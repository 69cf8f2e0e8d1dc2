use cad_downloader::cli::Cli;
use cad_downloader::downloader::Downloader;
use cad_downloader::fetcher::HttpFetcher;
use cad_downloader::parser;
use cad_downloader::reporter::ConsoleReporter;
use clap::Parser;
use colored::*;
use log::{error, info};

#[tokio::main]
async fn main() -> anyhow::Result<()> {
    env_logger::init();
    info!("Starting URL list downloader");

    let cli = Cli::parse();
    info!(
        "CLI arguments parsed: input={}, output={}, workers={}, timeout={}s",
        cli.input.display(),
        cli.output.display(),
        cli.workers,
        cli.timeout
    );

    let urls = match parser::load_urls(&cli.input).await {
        Ok(urls) => {
            info!("Loaded {} URLs", urls.len());
            urls
        }
        Err(e) => {
            error!("Failed to load URL list: {}", e);
            eprintln!("{}", "Failed to load URL list".red());
            return Err(e.into());
        }
    };

    let fetcher = HttpFetcher::new(cli.timeout())?;
    let downloader = Downloader::new(fetcher, cli.workers);
    let reporter = ConsoleReporter::new();

    let stats = downloader.download_all(urls, &cli.output, &reporter).await?;
    if stats.fail_count > 0 {
        info!("{} downloads failed", stats.fail_count);
    }

    Ok(())
}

## Task goal
Would you output the whole listing exactly as written?

## Response area
repository 69cf8f2e0e8d1dc2
use cad_downloader::cli::Cli;
use cad_downloader::downloader::Downloader;
use cad_downloader::fetcher::HttpFetcher;
use cad_downloader::parser;
use cad_downloader::reporter::ConsoleReporter;
use clap::Parser;
use colored::*;
use log::{error, info};

#[tokio::main]
async fn main() -> anyhow::Result<()> {
    env_logger::init();
    info!("Starting URL list downloader");

    let cli = Cli::parse();
    info!(
        "CLI arguments parsed: input={}, output={}, workers={}, timeout={}s",
        cli.input.display(),
        cli.output.display(),
        cli.workers,
        cli.timeout
    );

    let urls = match parser::load_urls(&cli.input).await {
        Ok(urls) => {
            info!("Loaded {} URLs", urls.len());
            urls
        }
        Err(e) => {
            error!("Failed to load URL list: {}", e);
            eprintln!("{}", "Failed to load URL list".red());
            return Err(e.into());
        }
    };

    let fetcher = HttpFetcher::new(cli.timeout())?;
    let downloader = Downloader::new(fetcher, cli.workers);
    let reporter = ConsoleReporter::new();

    let stats = downloader.download_all(urls, &cli.output, &reporter).await?;
    if stats.fail_count > 0 {
        info!("{} downloads failed", stats.fail_count);
    }

    Ok(())
}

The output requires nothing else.